Ensconced on the couch, the cat hears a bird singing outside the window. Once, she would have pressed her face against the screen, imagining a great chase. Now she listens, content to let the birds sing into the fading sun.
We are in the season of stasis where nothing wants to move and nothing should shed the mantle of snow that has announced winter’s arrival in terms we full understand, as do the finches clinging to the feeder casting nervous glances skyward. The neighbor’s cat has decided that the remote chance of catching a bird or squirrel is easily outweighed by the warmth of the house, and even the dogs down the block have found their own lawns much more to their liking.

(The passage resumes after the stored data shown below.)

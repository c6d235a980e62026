//! Per-unit activation state machine and active-set bookkeeping.
//!
//! Each processing unit owns an [`ActivationEngine`]: given an entity's
//! membership bitmask and the unit's interest predicate, it decides whether
//! to add, remove, enable, or disable that entity in the unit's active
//! working set, firing lifecycle hooks along the way.
//!
//! ## State machine
//!
//! Every (unit, entity) pair is in exactly one of three states:
//!
//! - **absent** — the unit's bit is clear and the entity is not in the
//!   active set;
//! - **active** — the bit is set, the entity is enabled, and it is in the
//!   active set;
//! - **inactive** — the bit is set but the entity is disabled, so it is not
//!   in the active set.
//!
//! [`ActivationEngine::on_composition_changed`] drives all transitions. The
//! four branches are evaluated in a fixed precedence order: membership
//! change first, then same-call enable/disable. Reordering changes which
//! hooks fire when interest and the enabled flag change in the same
//! notification, so do not collapse the chain into a "simpler" equivalent.
//!
//! ## Threading
//!
//! The engine is not internally thread-safe. Composition-change
//! notifications for one unit must be serialized by the driver; the
//! dispatcher does this by running everything on the calling thread.

use std::collections::HashSet;

use log::trace;

use crate::engine::systems::{Interest, UnitBehavior};
use crate::engine::types::{EntityId, SystemBit, SystemId};
use crate::engine::world::World;

/// Iteration-order configuration for an active set.
#[derive(Clone, Copy, Debug, PartialEq, Eq)]
pub enum ActiveOrdering {
    /// Snapshots iterate in insertion order.
    Insertion,

    /// Snapshot order is unspecified.
    Unordered,
}

/// The set of entities a unit currently iterates over each cycle.
///
/// ## Invariants
/// * An entity appears at most once.
/// * Under [`ActiveOrdering::Insertion`], the order vector and the member
///   set hold exactly the same ids.
pub struct ActiveSet {
    ordering: ActiveOrdering,
    members: HashSet<EntityId>,
    order: Vec<EntityId>,
}

impl ActiveSet {
    fn new(ordering: ActiveOrdering) -> Self {
        Self {
            ordering,
            members: HashSet::new(),
            order: Vec::new(),
        }
    }

    /// Returns `true` if `entity` is in the set.
    pub fn contains(&self, entity: EntityId) -> bool {
        self.members.contains(&entity)
    }

    /// Number of entities in the set.
    pub fn len(&self) -> usize {
        self.members.len()
    }

    /// Returns `true` if the set is empty.
    pub fn is_empty(&self) -> bool {
        self.members.is_empty()
    }

    /// Inserts an entity; returns `false` if it was already present.
    fn insert(&mut self, entity: EntityId) -> bool {
        if !self.members.insert(entity) {
            return false;
        }
        if self.ordering == ActiveOrdering::Insertion {
            self.order.push(entity);
        }
        true
    }

    /// Removes an entity; returns `false` if it was not present.
    fn remove(&mut self, entity: EntityId) -> bool {
        if !self.members.remove(&entity) {
            return false;
        }
        if self.ordering == ActiveOrdering::Insertion {
            self.order.retain(|&member| member != entity);
        }
        true
    }

    /// Copies the current membership for iteration.
    ///
    /// Under [`ActiveOrdering::Insertion`] the snapshot preserves insertion
    /// order; otherwise the order is unspecified.
    pub fn snapshot(&self) -> Vec<EntityId> {
        match self.ordering {
            ActiveOrdering::Insertion => self.order.clone(),
            ActiveOrdering::Unordered => self.members.iter().copied().collect(),
        }
    }
}

/// Activation logic for one processing unit.
///
/// Owns the unit's allocated bit, its enabled flag, its active set, the
/// interest predicate, and the unit's behavior hooks.
pub struct ActivationEngine {
    id: SystemId,
    name: &'static str,
    bit: SystemBit,
    enabled: bool,
    interest: Box<dyn Interest>,
    behavior: Box<dyn UnitBehavior>,
    active: ActiveSet,
}

impl ActivationEngine {
    /// Creates an engine for one unit, allocating its bit from the world.
    pub fn new(
        id: SystemId,
        name: &'static str,
        world: &mut World,
        ordering: ActiveOrdering,
        interest: Box<dyn Interest>,
        behavior: Box<dyn UnitBehavior>,
    ) -> Self {
        let bit = world.allocate_system_bit();
        Self {
            id,
            name,
            bit,
            enabled: true,
            interest,
            behavior,
            active: ActiveSet::new(ordering),
        }
    }

    /// Returns the unit's identifier.
    pub fn id(&self) -> SystemId {
        self.id
    }

    /// Returns the unit's human-readable name.
    pub fn name(&self) -> &'static str {
        self.name
    }

    /// Returns the unit's allocated membership bit.
    pub fn bit(&self) -> SystemBit {
        self.bit
    }

    /// Returns the unit's own enabled flag (distinct from any entity's).
    pub fn is_enabled(&self) -> bool {
        self.enabled
    }

    /// Flips the unit's own enabled flag.
    pub fn toggle(&mut self) {
        self.enabled = !self.enabled;
    }

    /// Read access to the unit's active set.
    pub fn active(&self) -> &ActiveSet {
        &self.active
    }

    /// Re-evaluates one entity after its composition changed.
    ///
    /// ## Transitions
    /// Exactly one branch applies per call, in this precedence order:
    ///
    /// 1. interested and not yet a member — set the unit's bit, enable the
    ///    entity if its flag allows, then fire `on_added`;
    /// 2. no longer interested but still a member — disable if active,
    ///    clear the bit, fire `on_removed`;
    /// 3. interested, member, entity enabled — enable (idempotent);
    /// 4. interested, member, entity disabled — disable (idempotent).
    ///
    /// ## Panics
    /// Panics if `entity` is unknown or destroyed; notifying a transition
    /// with a dead entity is a caller bug upstream.
    pub fn on_composition_changed(&mut self, world: &mut World, entity: EntityId) {
        assert!(
            world.is_alive(entity),
            "composition change for unknown or destroyed entity {entity}"
        );

        let interested = self.interest.matches(world, entity);
        let member = world.bits(entity).has(self.bit);
        let entity_enabled = world.enabled(entity);

        if interested && !member {
            trace!("unit {} adds entity {}", self.name, entity);
            world.add_bit(entity, self.bit);
            if entity_enabled {
                self.enable_entity(world, entity);
            }
            self.behavior.on_added(world, entity);
        } else if !interested && member {
            trace!("unit {} removes entity {}", self.name, entity);
            if self.active.contains(entity) {
                self.disable_entity(world, entity);
            }
            world.remove_bit(entity, self.bit);
            self.behavior.on_removed(world, entity);
        } else if interested && entity_enabled {
            self.enable_entity(world, entity);
        } else if interested && !entity_enabled {
            self.disable_entity(world, entity);
        }
    }

    /// Withdraws a member entity ahead of its external destruction.
    ///
    /// Behaves as the membership-loss branch of the transition function:
    /// disable if active, clear the bit, fire `on_removed`. Must run before
    /// the world drops the entity's record so hooks still observe it.
    ///
    /// ## Panics
    /// Panics if `entity` is unknown or already destroyed.
    pub fn entity_destroyed(&mut self, world: &mut World, entity: EntityId) {
        assert!(
            world.is_alive(entity),
            "destruction notice for unknown or destroyed entity {entity}"
        );

        if !world.bits(entity).has(self.bit) {
            return;
        }

        if self.active.contains(entity) {
            self.disable_entity(world, entity);
        }
        world.remove_bit(entity, self.bit);
        self.behavior.on_removed(world, entity);
    }

    /// Runs one processing pass over a snapshot of the active set.
    ///
    /// No-op unless the behavior's `should_process` guard (defaulting to
    /// the unit's own enabled flag) returns `true`. Otherwise: `begin`
    /// hook, per-entity work over the snapshot, `end` hook.
    pub fn process(&mut self, world: &mut World) {
        if !self.behavior.should_process(self.enabled) {
            return;
        }

        self.behavior.begin(world);
        let snapshot = self.active.snapshot();
        self.behavior.process_entities(world, &snapshot);
        self.behavior.end(world);
    }

    /// Idempotent insertion into the active set.
    fn enable_entity(&mut self, world: &mut World, entity: EntityId) {
        if self.active.insert(entity) {
            self.behavior.on_enabled(world, entity);
        }
    }

    /// Idempotent removal from the active set.
    fn disable_entity(&mut self, world: &mut World, entity: EntityId) {
        if self.active.remove(entity) {
            self.behavior.on_disabled(world, entity);
        }
    }
}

We know our feet will thaw after our morning walks, but suspect this may happen only with the Spring that seems impossibly far away, and so we imagine ourselves bulbs, clinging to what warmth the earth offers knowing the bloom has infinite patience.
Walking down this road I would like to see a rice field golden in the morning sun with a great mountain rising behind it just around the next bend. I would settle for a town its lone Temple quiet, awaiting the morning bell, the call to sit, with maybe a cat at the base of a statue the Bodhisattva. I am ready to bow deeply to the first monk I see this day, but my reverie is broken by the barely dodged wave thrown up by city bus running late and fast down the crowded street of this upstate New York city.
This morning, as I do most mornings, I took my paints and painted the sky blue. Today for some reason, I opted for Cornflower, it seemed to fit my mood and the neighbors cat, after considering it for a few moments seemed to agree with my choice, though she suggested tomorrow might be better served by either Carolina Blue or Iceberg, but if I don’t sleep all that well tonight, I suspect I will just go with Cool Gray. The Cardinal says anything darker than Dark Pastel blues is unacceptable since it takes away from his beauty, but that vanity aside, it takes too long to sweep aside the clouds to do the second coat the brighter blues all demand.
If you ask me whether a dog has buddha nature I will stare back at you in total silence. If you ask again, or implore an answer I will smile at you, offer gassho and a bow. If you ask yet again, I will turn away and you will be left with a box into which you dare not look lest you find Schroedinger’s cat.
Each morning, as he went out on his walk, he would check the street light pole just down his block. He would carefully read the missing cat and dog posters, pause to think whether he might have seen any of the missing animals. He often wondered how many had been found, the missing notices left to fade in the sun and peel away after enough rain. He knew that some had found new homes, wondered briefly what they might have been escaping, hiding out from their owners. And each morning he scanned the pole to see if anyone had reported him missing, but he was the sort of person no one missed, he knew, and so he continued on his walk.